◆ What is expected: Check every line of the data for the word "record", and copy those that have it.

○ ○ ○ ○ ○

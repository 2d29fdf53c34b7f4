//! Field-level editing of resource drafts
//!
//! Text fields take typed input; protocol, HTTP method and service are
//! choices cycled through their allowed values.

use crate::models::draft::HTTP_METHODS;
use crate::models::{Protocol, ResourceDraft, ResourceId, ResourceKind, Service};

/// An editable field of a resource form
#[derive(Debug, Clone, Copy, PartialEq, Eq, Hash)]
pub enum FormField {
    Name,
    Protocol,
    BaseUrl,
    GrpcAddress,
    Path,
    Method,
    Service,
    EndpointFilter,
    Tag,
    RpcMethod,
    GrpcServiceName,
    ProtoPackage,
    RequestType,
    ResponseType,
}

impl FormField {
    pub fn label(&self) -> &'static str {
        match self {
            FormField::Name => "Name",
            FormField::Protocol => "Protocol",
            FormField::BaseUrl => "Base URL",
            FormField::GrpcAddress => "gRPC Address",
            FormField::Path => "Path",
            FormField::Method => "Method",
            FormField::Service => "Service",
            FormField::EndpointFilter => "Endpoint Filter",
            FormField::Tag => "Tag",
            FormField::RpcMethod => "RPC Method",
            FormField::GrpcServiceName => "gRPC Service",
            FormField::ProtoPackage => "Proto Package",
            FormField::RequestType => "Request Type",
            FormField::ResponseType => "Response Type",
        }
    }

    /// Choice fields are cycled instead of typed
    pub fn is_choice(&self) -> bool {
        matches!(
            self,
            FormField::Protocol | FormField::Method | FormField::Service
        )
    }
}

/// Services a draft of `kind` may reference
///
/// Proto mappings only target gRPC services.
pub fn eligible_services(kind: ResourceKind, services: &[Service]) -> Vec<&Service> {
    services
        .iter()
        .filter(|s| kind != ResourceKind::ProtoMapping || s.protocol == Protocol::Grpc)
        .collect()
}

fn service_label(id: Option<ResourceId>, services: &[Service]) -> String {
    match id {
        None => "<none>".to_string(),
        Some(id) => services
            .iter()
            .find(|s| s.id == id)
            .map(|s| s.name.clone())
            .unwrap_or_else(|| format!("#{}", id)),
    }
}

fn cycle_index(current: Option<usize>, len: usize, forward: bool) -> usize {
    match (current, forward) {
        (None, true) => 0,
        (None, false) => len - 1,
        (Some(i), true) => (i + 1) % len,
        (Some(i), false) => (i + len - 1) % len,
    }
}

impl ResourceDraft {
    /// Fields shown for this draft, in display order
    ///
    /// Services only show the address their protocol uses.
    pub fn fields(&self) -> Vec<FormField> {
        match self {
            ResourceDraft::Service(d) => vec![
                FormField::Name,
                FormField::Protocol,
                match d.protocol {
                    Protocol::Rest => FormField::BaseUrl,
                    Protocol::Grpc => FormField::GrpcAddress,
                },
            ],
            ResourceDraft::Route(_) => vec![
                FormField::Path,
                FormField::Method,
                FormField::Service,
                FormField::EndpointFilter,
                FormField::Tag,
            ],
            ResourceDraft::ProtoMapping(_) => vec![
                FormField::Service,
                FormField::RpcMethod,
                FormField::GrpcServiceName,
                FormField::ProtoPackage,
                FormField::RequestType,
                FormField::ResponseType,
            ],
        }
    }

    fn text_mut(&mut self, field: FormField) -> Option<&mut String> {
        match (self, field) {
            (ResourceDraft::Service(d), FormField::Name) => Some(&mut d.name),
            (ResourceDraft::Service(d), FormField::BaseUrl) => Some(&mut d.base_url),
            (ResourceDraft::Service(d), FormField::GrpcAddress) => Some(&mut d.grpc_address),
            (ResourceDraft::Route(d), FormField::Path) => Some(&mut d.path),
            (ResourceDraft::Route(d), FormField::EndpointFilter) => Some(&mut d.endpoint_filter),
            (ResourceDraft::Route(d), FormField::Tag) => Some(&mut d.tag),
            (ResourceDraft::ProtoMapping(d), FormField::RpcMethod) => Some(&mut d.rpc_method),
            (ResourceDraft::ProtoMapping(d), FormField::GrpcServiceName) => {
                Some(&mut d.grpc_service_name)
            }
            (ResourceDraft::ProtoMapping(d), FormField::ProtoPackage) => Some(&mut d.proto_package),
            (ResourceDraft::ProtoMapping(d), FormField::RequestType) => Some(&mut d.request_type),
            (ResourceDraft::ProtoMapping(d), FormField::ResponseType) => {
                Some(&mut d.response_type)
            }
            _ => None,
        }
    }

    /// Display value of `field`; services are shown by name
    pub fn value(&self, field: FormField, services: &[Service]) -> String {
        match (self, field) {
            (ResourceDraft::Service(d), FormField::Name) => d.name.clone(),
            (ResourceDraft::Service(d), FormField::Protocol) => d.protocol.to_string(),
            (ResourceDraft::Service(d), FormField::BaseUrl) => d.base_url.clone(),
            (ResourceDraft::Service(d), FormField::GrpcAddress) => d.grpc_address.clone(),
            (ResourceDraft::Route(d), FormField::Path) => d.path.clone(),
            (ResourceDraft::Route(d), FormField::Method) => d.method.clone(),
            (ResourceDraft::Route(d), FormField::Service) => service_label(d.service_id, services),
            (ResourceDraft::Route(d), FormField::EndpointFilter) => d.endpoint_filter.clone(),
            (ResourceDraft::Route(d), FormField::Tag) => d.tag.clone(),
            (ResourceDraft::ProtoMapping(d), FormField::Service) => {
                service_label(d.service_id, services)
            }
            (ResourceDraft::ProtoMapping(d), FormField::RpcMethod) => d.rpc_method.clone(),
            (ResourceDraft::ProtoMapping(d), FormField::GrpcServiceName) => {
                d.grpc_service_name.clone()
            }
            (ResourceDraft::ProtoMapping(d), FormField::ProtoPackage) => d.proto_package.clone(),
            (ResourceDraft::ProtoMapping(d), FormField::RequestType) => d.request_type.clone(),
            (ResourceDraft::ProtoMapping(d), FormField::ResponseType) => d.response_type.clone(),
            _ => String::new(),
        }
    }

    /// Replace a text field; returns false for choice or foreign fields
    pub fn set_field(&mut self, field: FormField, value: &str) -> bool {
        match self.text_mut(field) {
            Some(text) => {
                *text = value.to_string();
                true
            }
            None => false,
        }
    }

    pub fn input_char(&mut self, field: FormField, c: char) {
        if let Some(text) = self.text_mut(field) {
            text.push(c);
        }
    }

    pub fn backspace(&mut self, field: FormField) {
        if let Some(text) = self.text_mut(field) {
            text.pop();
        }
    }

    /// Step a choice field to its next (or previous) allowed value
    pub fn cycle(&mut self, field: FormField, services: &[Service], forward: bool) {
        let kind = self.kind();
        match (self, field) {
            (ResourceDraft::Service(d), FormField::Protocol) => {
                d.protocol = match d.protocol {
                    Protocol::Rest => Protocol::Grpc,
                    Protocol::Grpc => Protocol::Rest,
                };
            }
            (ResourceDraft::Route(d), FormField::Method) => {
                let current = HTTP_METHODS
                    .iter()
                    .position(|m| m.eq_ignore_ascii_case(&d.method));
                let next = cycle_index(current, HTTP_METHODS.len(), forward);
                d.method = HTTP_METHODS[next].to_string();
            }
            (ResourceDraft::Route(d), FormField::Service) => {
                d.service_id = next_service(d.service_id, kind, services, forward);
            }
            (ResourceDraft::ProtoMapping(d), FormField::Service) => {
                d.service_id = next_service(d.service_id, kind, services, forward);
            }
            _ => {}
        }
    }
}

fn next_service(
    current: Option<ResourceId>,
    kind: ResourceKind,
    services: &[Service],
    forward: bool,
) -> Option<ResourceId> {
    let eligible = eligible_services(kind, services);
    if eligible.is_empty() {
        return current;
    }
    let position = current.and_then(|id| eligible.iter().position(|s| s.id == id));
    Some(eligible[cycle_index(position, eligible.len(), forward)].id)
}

○ ○ ○ ○ ○

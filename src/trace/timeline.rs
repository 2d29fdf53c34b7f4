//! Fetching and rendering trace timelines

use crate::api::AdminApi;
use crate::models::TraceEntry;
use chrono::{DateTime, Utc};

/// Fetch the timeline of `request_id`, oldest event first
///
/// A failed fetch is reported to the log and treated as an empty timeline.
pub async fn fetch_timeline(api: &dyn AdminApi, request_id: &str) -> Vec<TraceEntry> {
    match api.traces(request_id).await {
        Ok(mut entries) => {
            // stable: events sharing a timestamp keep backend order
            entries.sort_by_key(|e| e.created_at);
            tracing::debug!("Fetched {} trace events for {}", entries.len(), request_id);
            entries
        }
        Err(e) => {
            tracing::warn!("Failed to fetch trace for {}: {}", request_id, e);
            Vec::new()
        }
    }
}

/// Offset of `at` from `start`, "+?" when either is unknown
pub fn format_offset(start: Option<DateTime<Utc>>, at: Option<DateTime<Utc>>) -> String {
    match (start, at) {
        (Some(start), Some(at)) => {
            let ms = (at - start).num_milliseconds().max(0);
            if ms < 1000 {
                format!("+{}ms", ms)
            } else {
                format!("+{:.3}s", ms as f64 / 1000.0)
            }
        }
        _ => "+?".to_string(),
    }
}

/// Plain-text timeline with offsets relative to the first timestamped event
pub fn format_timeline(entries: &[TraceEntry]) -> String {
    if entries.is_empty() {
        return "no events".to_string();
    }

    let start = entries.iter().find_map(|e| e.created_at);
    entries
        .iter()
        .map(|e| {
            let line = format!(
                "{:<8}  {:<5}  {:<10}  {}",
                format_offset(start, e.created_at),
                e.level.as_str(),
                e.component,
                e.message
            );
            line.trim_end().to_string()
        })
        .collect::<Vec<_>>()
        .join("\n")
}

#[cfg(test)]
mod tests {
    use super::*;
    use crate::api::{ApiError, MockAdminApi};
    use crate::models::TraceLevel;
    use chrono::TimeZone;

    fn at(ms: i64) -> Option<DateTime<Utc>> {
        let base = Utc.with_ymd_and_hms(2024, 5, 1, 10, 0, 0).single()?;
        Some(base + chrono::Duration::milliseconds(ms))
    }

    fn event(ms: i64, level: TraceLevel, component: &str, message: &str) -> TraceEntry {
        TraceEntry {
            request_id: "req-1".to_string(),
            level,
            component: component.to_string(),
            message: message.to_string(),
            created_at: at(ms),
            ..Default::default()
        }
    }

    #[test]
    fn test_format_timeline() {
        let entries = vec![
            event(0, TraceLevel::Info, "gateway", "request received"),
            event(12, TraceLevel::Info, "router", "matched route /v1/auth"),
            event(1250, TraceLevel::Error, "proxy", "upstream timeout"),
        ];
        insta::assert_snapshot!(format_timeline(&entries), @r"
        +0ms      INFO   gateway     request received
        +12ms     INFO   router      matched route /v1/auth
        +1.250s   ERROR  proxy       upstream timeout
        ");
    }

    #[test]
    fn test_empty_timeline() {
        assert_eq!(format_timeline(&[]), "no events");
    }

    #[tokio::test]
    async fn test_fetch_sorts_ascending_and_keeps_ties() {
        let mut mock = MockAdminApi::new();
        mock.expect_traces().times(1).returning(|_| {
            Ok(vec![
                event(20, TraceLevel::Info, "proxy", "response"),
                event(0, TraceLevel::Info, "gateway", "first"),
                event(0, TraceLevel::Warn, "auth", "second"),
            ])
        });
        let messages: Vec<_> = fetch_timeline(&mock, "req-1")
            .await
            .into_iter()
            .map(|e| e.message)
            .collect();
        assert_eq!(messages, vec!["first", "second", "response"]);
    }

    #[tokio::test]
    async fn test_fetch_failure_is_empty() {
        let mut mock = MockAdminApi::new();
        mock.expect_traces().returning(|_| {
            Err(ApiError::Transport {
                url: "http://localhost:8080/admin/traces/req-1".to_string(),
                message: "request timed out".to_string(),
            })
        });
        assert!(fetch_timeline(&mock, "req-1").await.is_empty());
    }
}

○ ○ ○ ○ ○

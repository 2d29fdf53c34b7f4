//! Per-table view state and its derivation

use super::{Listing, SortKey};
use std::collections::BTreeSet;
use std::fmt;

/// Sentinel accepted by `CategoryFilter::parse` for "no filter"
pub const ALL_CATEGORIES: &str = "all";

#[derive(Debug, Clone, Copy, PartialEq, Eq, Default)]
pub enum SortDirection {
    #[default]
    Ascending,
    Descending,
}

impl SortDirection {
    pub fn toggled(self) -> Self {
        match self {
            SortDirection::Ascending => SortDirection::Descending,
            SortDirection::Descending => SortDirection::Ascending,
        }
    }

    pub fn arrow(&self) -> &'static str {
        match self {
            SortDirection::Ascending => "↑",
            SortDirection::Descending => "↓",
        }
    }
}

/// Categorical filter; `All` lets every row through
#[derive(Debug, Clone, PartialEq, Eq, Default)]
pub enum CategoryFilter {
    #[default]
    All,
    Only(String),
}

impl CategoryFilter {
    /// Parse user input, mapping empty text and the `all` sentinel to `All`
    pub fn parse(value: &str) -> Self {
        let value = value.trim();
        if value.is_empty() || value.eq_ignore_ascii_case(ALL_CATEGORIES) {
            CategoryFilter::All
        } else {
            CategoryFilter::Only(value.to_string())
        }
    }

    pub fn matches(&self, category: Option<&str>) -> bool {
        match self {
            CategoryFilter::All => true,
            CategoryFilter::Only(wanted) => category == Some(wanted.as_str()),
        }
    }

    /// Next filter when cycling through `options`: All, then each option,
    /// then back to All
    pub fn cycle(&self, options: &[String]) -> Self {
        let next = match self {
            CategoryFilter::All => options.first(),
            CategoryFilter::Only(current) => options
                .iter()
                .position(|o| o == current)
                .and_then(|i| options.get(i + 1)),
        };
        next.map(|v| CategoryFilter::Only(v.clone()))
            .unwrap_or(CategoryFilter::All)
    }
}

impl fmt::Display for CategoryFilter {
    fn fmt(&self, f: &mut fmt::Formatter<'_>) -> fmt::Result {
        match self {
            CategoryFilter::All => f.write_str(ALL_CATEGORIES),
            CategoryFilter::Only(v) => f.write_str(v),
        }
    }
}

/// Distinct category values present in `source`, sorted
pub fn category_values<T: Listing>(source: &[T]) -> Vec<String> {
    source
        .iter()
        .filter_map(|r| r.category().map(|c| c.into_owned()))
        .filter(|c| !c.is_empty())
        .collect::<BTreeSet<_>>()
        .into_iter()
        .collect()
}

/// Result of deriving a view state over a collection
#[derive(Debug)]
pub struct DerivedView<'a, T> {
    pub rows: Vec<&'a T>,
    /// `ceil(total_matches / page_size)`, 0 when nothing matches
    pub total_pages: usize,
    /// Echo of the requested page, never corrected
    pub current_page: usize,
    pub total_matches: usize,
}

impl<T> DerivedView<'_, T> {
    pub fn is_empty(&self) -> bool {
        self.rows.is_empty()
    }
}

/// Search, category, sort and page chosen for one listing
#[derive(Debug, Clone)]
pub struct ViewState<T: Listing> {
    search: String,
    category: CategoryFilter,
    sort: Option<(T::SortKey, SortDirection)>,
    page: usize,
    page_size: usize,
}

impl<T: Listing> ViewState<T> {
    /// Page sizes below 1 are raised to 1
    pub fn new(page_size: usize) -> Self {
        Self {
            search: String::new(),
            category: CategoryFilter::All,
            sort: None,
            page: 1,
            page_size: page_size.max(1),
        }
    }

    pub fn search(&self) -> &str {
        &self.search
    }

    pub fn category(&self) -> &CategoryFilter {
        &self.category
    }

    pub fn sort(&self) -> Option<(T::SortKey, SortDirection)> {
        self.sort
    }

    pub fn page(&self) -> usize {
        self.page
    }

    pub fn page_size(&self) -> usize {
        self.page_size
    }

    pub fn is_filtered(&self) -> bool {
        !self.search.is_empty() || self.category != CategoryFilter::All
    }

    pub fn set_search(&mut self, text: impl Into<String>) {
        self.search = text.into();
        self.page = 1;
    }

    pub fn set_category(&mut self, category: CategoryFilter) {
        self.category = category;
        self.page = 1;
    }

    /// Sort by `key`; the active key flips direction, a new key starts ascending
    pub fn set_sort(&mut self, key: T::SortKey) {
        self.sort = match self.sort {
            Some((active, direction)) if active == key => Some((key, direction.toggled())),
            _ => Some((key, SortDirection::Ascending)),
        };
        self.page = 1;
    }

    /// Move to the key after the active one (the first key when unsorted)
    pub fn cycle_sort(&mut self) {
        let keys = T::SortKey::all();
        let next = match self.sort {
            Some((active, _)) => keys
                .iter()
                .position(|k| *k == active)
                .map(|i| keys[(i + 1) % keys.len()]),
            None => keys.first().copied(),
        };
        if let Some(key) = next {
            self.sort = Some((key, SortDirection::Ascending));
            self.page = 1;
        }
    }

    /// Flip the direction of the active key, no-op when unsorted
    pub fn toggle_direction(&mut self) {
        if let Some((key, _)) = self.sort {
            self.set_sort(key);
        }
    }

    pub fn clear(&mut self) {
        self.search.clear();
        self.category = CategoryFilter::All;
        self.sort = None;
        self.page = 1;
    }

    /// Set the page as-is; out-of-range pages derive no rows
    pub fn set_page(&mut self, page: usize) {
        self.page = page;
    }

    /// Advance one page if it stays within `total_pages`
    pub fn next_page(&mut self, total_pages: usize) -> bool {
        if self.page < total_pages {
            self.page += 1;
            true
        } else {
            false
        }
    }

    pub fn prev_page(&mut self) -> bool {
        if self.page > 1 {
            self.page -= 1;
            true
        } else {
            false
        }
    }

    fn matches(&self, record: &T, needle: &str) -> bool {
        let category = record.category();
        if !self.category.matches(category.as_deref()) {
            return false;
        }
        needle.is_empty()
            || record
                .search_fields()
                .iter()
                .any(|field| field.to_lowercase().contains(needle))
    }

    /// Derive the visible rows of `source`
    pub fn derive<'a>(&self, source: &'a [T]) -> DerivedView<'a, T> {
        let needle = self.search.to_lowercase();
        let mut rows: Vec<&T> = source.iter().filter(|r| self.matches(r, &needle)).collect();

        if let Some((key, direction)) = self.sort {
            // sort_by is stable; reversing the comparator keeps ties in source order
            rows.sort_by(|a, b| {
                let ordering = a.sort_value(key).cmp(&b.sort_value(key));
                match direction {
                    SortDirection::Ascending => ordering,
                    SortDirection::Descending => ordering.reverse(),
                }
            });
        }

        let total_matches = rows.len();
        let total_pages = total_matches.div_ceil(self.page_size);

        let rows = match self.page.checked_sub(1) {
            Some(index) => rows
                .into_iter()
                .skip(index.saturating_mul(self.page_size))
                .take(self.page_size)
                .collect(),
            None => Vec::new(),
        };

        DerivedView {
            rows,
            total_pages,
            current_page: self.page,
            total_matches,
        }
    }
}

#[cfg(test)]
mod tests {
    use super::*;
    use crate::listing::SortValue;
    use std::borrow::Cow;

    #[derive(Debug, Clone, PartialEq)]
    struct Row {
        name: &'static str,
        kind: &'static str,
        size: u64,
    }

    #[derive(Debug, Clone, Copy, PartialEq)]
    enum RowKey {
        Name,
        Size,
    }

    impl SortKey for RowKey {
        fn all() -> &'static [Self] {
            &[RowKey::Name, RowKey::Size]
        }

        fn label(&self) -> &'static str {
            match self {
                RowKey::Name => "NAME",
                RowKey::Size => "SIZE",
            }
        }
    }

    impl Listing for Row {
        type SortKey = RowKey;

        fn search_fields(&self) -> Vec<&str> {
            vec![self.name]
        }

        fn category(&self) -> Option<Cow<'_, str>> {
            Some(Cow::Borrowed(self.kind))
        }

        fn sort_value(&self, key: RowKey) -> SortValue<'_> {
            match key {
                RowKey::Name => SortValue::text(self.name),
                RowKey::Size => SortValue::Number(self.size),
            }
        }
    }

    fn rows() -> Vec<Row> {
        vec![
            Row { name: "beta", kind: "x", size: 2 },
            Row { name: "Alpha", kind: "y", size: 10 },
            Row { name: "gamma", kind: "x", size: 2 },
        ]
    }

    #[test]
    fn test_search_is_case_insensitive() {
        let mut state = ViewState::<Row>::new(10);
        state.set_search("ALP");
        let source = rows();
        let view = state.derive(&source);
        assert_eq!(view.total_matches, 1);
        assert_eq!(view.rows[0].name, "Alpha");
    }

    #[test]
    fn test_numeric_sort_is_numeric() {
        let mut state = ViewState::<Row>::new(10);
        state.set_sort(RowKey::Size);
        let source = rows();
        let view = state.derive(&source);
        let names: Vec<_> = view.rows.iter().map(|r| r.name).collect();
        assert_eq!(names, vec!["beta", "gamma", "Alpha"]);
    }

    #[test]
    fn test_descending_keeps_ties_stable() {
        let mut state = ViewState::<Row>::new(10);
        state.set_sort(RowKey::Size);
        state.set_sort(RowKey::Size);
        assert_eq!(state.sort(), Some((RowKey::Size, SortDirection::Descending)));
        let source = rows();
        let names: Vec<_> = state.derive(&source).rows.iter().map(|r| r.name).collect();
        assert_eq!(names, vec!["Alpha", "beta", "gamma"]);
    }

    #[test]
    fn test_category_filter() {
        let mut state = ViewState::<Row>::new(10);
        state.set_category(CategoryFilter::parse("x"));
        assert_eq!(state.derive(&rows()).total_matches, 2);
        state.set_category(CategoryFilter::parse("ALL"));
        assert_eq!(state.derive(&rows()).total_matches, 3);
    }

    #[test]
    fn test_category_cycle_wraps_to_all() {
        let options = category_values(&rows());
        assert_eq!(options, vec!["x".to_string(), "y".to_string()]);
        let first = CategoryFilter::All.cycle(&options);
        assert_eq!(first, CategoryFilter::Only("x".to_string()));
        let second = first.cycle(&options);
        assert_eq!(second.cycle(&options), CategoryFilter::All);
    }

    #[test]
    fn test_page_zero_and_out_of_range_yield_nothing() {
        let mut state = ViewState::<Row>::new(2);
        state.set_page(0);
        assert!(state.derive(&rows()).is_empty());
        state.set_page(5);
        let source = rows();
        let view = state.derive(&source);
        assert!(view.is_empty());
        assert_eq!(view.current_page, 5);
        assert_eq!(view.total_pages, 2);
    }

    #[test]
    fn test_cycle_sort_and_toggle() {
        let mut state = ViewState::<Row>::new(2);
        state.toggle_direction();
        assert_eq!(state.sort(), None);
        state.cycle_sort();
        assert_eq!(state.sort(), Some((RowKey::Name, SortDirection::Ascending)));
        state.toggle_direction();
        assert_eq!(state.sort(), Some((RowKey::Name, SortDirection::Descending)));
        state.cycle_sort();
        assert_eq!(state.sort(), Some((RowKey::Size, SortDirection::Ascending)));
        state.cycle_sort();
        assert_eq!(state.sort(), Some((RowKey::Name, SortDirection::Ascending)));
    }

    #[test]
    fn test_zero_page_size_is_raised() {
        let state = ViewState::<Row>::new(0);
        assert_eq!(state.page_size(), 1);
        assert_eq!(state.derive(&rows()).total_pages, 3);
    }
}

○ ○ ○ ○ ○

◆ Response to the task:
    fn matches(&self, record: &T, needle: &str) -> bool {
        let category = record.category();
            || record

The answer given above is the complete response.